Different Talking mixes the relaxed art-school rock vibes of 2019’s Close It Quietly and her 2014 debut Zentropy with the ranging and rambunctious bedroom-pop torrents she mastered on 2018’s Vessel and 2022’s Inner World Peace. Opening track “Pressed Flower” firms up many of the themes on Different Talking; Kline revisits painful memories, showcases reborn communities, and highlights that being older doesn’t necessarily mean being wiser. “One of Each” wafts in like a summer breeze with its slow-strummed guitar jam and infectious chorus. “Against the Grain” is just as reflective and relishes its slow-burning aesthetic. “Bitch Heart” craves connection—and not through a cell phone—as a sad-sack cloud of harmony and a drizzle of synths push the drums along.

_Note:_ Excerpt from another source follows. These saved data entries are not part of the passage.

//! The open chapter.
//!
//! Each zone fills its own open chapter: an append-only record array
//! (1-based, so slot zero can mean "empty") reached through a power-of-two
//! open-addressing hash table. Deletion tombstones a slot; re-adding the
//! same name revives the tombstone without consuming a new record slot.
//!
//! A clean shutdown saves every zone's open chapter in one stream so the
//! next load can resume without replaying the newest chapter. Records are
//! interleaved round-robin across zones and redistributed on load, which
//! allows the zone count to change between runs.

use bytes::{Buf, BufMut, BytesMut};
use kestrel_common::record::{RecordData, RecordName, VolumeRecord, BYTES_PER_RECORD};
use kestrel_common::{Geometry, KestrelError, Result};
use std::io::{Read, Write};

/// Magic identifying a saved open chapter.
pub const OPEN_CHAPTER_MAGIC: &[u8; 8] = b"OPC-0001";

#[derive(Debug, Clone, Copy, Default)]
struct Slot {
    /// Record number addressed by this hash slot; zero means empty.
    record_number: u32,
    /// Whether the record at this slot was deleted.
    deleted: bool,
}

/// One zone's share of the open chapter.
#[derive(Debug)]
pub struct OpenChapterZone {
    capacity: u32,
    size: u32,
    deletions: u32,
    /// Records indexed 1..=size.
    records: Vec<VolumeRecord>,
    deleted: Vec<bool>,
    slots: Vec<Slot>,
}

impl OpenChapterZone {
    /// Creates an empty open chapter for one of `zone_count` zones.
    pub fn new(geometry: &Geometry, zone_count: u32) -> Self {
        let capacity = (geometry.records_per_chapter / zone_count).max(1);
        let slot_count = (capacity as usize * 2).next_power_of_two();
        Self {
            capacity,
            size: 0,
            deletions: 0,
            records: vec![
                VolumeRecord {
                    name: RecordName([0; 32]),
                    data: RecordData::default(),
                };
                capacity as usize + 1
            ],
            deleted: vec![false; capacity as usize + 1],
            slots: vec![Slot::default(); slot_count],
        }
    }

    /// Maximum number of records this zone's open chapter can hold.
    pub fn capacity(&self) -> u32 {
        self.capacity
    }

    /// Number of record slots consumed (deleted records still count).
    pub fn size(&self) -> u32 {
        self.size
    }

    /// Number of tombstoned records.
    pub fn deletions(&self) -> u32 {
        self.deletions
    }

    /// Empties the chapter for reuse.
    pub fn reset(&mut self) {
        self.size = 0;
        self.deletions = 0;
        for slot in &mut self.slots {
            *slot = Slot::default();
        }
        for deleted in &mut self.deleted {
            *deleted = false;
        }
    }

    /// Finds the slot index for a name: either the slot already holding
    /// it (tombstoned or not), or the first empty slot on its probe path.
    fn probe(&self, name: &RecordName) -> usize {
        let mask = self.slots.len() - 1;
        let mut slot_index = name.hash_slot(self.slots.len());
        loop {
            let slot = &self.slots[slot_index];
            if slot.record_number == 0 {
                return slot_index;
            }
            if self.records[slot.record_number as usize].name == *name {
                return slot_index;
            }
            slot_index = (slot_index + 1) & mask;
        }
    }

    /// Looks up a record.
    pub fn search(&self, name: &RecordName) -> Option<RecordData> {
        let slot = &self.slots[self.probe(name)];
        if slot.record_number == 0 || slot.deleted {
            return None;
        }
        Some(self.records[slot.record_number as usize].data)
    }

    /// Adds or replaces a record, returning the remaining capacity. A
    /// return of zero tells the caller to close the chapter.
    pub fn put(&mut self, name: &RecordName, data: &RecordData) -> u32 {
        let slot_index = self.probe(name);
        let slot = self.slots[slot_index];

        if slot.record_number != 0 {
            // The name is already here, possibly tombstoned: revive the
            // slot and replace the data without consuming capacity.
            let record_number = slot.record_number as usize;
            self.records[record_number].data = *data;
            if slot.deleted {
                self.slots[slot_index].deleted = false;
                self.deleted[record_number] = false;
                self.deletions -= 1;
            }
            return self.capacity - self.size;
        }

        if self.size >= self.capacity {
            return 0;
        }

        self.size += 1;
        let record_number = self.size as usize;
        self.records[record_number] = VolumeRecord {
            name: *name,
            data: *data,
        };
        self.deleted[record_number] = false;
        self.slots[slot_index] = Slot {
            record_number: self.size,
            deleted: false,
        };
        self.capacity - self.size
    }

    /// Tombstones a record so a later search will not find it.
    pub fn remove(&mut self, name: &RecordName) {
        let slot_index = self.probe(name);
        let slot = self.slots[slot_index];
        if slot.record_number == 0 || slot.deleted {
            return;
        }
        self.slots[slot_index].deleted = true;
        self.deleted[slot.record_number as usize] = true;
        self.deletions += 1;
    }

    /// Returns the record in a slot, or None if it was deleted. Record
    /// numbers run 1..=size.
    pub fn record(&self, record_number: u32) -> Option<&VolumeRecord> {
        if record_number == 0 || record_number > self.size {
            return None;
        }
        if self.deleted[record_number as usize] {
            return None;
        }
        Some(&self.records[record_number as usize])
    }
}

/// Saves every zone's open chapter in one stream, interleaving records
/// round-robin and skipping tombstones.
pub fn save_open_chapters<W: Write>(
    virtual_chapter: u64,
    zones: &[&OpenChapterZone],
    writer: &mut W,
) -> Result<()> {
    let mut records = Vec::new();
    let max_size = zones.iter().map(|z| z.size()).max().unwrap_or(0);
    for record_number in 1..=max_size {
        for zone in zones {
            if let Some(record) = zone.record(record_number) {
                records.push(*record);
            }
        }
    }

    let mut buffer = BytesMut::with_capacity(8 + 8 + 4 + records.len() * BYTES_PER_RECORD);
    buffer.put_slice(OPEN_CHAPTER_MAGIC);
    buffer.put_u64_le(virtual_chapter);
    buffer.put_u32_le(records.len() as u32);
    let mut encoded = [0u8; BYTES_PER_RECORD];
    for record in &records {
        record.encode(&mut encoded);
        buffer.put_slice(&encoded);
    }
    writer.write_all(&buffer)?;
    Ok(())
}

/// Loads a saved open chapter, returning the chapter number and records
/// for the caller to redistribute across its zones.
pub fn load_open_chapters<R: Read>(reader: &mut R) -> Result<(u64, Vec<VolumeRecord>)> {
    let mut header = [0u8; 8 + 8 + 4];
    reader.read_exact(&mut header)?;
    let mut buf = &header[..];

    let mut magic = [0u8; 8];
    buf.copy_to_slice(&mut magic);
    if &magic != OPEN_CHAPTER_MAGIC {
        return Err(KestrelError::CorruptData(
            "open chapter save has bad magic number".to_string(),
        ));
    }
    let virtual_chapter = buf.get_u64_le();
    let record_count = buf.get_u32_le() as usize;

    let mut data = vec![0u8; record_count * BYTES_PER_RECORD];
    reader.read_exact(&mut data)?;
    let records = data
        .chunks_exact(BYTES_PER_RECORD)
        .map(VolumeRecord::decode)
        .collect();
    Ok((virtual_chapter, records))
}

#[cfg(test)]
mod tests {
    use super::*;

    fn name(seed: u8, i: u32) -> RecordName {
        let mut bytes = [seed; 32];
        bytes[8..12].copy_from_slice(&i.to_be_bytes());
        RecordName(bytes)
    }

    fn data(value: u8) -> RecordData {
        RecordData([value; 16])
    }

    fn test_zone() -> OpenChapterZone {
        OpenChapterZone::new(&Geometry::small_test(), 1)
    }

    #[test]
    fn test_put_and_search() {
        let mut zone = test_zone();
        assert_eq!(zone.capacity(), 128);

        let remaining = zone.put(&name(1, 0), &data(7));
        assert_eq!(remaining, 127);
        assert_eq!(zone.size(), 1);
        assert_eq!(zone.search(&name(1, 0)), Some(data(7)));
        assert_eq!(zone.search(&name(1, 1)), None);
    }

    #[test]
    fn test_put_same_name_overwrites() {
        let mut zone = test_zone();
        zone.put(&name(1, 0), &data(1));
        let remaining = zone.put(&name(1, 0), &data(2));
        assert_eq!(remaining, 127, "overwrite must not consume capacity");
        assert_eq!(zone.size(), 1);
        assert_eq!(zone.search(&name(1, 0)), Some(data(2)));
    }

    #[test]
    fn test_fill_to_capacity() {
        let mut zone = test_zone();
        let mut last_remaining = u32::MAX;
        for i in 0..zone.capacity() {
            last_remaining = zone.put(&name(2, i), &data(0));
        }
        assert_eq!(last_remaining, 0, "filling the chapter reports zero");
        assert_eq!(zone.size(), zone.capacity());

        for i in 0..zone.capacity() {
            assert!(zone.search(&name(2, i)).is_some(), "record {} lost", i);
        }
    }

    #[test]
    fn test_remove_then_search() {
        let mut zone = test_zone();
        zone.put(&name(3, 0), &data(1));
        zone.put(&name(3, 1), &data(2));

        zone.remove(&name(3, 0));
        assert_eq!(zone.search(&name(3, 0)), None);
        assert_eq!(zone.search(&name(3, 1)), Some(data(2)));
        assert_eq!(zone.deletions(), 1);
        assert_eq!(zone.size(), 2, "removal does not shrink the chapter");
    }

    #[test]
    fn test_tombstone_reuse() {
        // Deleting a name and posting it again revives the tombstone:
        // the hash slot is reused and the size is unchanged.
        let mut zone = test_zone();
        zone.put(&name(4, 0), &data(1));
        let size_before = zone.size();

        zone.remove(&name(4, 0));
        let remaining = zone.put(&name(4, 0), &data(9));

        assert_eq!(zone.size(), size_before);
        assert_eq!(remaining, zone.capacity() - size_before);
        assert_eq!(zone.deletions(), 0);
        assert_eq!(zone.search(&name(4, 0)), Some(data(9)));
    }

    #[test]
    fn test_deleted_records_skipped_in_iteration() {
        let mut zone = test_zone();
        zone.put(&name(5, 0), &data(1));
        zone.put(&name(5, 1), &data(2));
        zone.put(&name(5, 2), &data(3));
        zone.remove(&name(5, 1));

        let live: Vec<_> = (1..=zone.size()).filter_map(|i| zone.record(i)).collect();
        assert_eq!(live.len(), 2);
    }

    #[test]
    fn test_reset() {
        let mut zone = test_zone();
        for i in 0..10 {
            zone.put(&name(6, i), &data(0));
        }
        zone.remove(&name(6, 3));
        zone.reset();

        assert_eq!(zone.size(), 0);
        assert_eq!(zone.deletions(), 0);
        for i in 0..10 {
            assert_eq!(zone.search(&name(6, i)), None);
        }
    }

    #[test]
    fn test_capacity_split_across_zones() {
        let geometry = Geometry::small_test();
        let zone = OpenChapterZone::new(&geometry, 4);
        assert_eq!(zone.capacity(), geometry.records_per_chapter / 4);
    }

    #[test]
    fn test_save_load_roundtrip() {
        let geometry = Geometry::small_test();
        let mut zone_a = OpenChapterZone::new(&geometry, 2);
        let mut zone_b = OpenChapterZone::new(&geometry, 2);
        for i in 0..5 {
            zone_a.put(&name(7, i), &data(i as u8));
        }
        for i in 0..3 {
            zone_b.put(&name(8, i), &data(i as u8 + 100));
        }
        zone_a.remove(&name(7, 2));

        let mut buffer = Vec::new();
        save_open_chapters(12, &[&zone_a, &zone_b], &mut buffer).unwrap();

        let (virtual_chapter, records) = load_open_chapters(&mut buffer.as_slice()).unwrap();
        assert_eq!(virtual_chapter, 12);
        assert_eq!(records.len(), 7, "tombstoned record is not saved");

        // Every live record survives with its data.
        for i in 0..5 {
            if i == 2 {
                continue;
            }
            let record = records.iter().find(|r| r.name == name(7, i)).unwrap();
            assert_eq!(record.data, data(i as u8));
        }
        for i in 0..3 {
            let record = records.iter().find(|r| r.name == name(8, i)).unwrap();
            assert_eq!(record.data, data(i as u8 + 100));
        }
    }

    #[test]
    fn test_load_rejects_bad_magic() {
        let zone = test_zone();
        let mut buffer = Vec::new();
        save_open_chapters(0, &[&zone], &mut buffer).unwrap();
        buffer[0] = b'X';
        assert!(load_open_chapters(&mut buffer.as_slice()).is_err());
    }
}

“One! Grey! Hair!” and several tracks later on the record wrestle with aging and not being the same person you were in your college years. This is one of Different Talking’s most propulsive tracks, with some of Kline’s oddest lyrics since the early days—she sings about having one day left on her library book despite being only 42 percent on the way through it, while her reflexes are “shaking like playing whack-a-mole with scabies.” “Vanity” is a fitting comedown from the manic episode as she sings about being a statistic in someone’s fantasy.
The beats get squirrely on late-album tracks such as “Joyride,” “Wonderland,” and “Life Back,” as the world play and band lock into a groove and the Frankie-isms get more barbed. Part of the endearing part of any Frankie Cosmos album is the power of taking a bedroom, an apartment stoop, a pile of garbage, or an office desk and slowly telling a story about it in all its unvarnished glory. A perfect example of this is the final track, “Pothole,” which is a jangly, Rooney-esque beach rocker that isn’t afraid of doodling in between the lines. Even when Different Talking wavers, Frankie Cosmos maintains her lyrical and harmonic sincerity.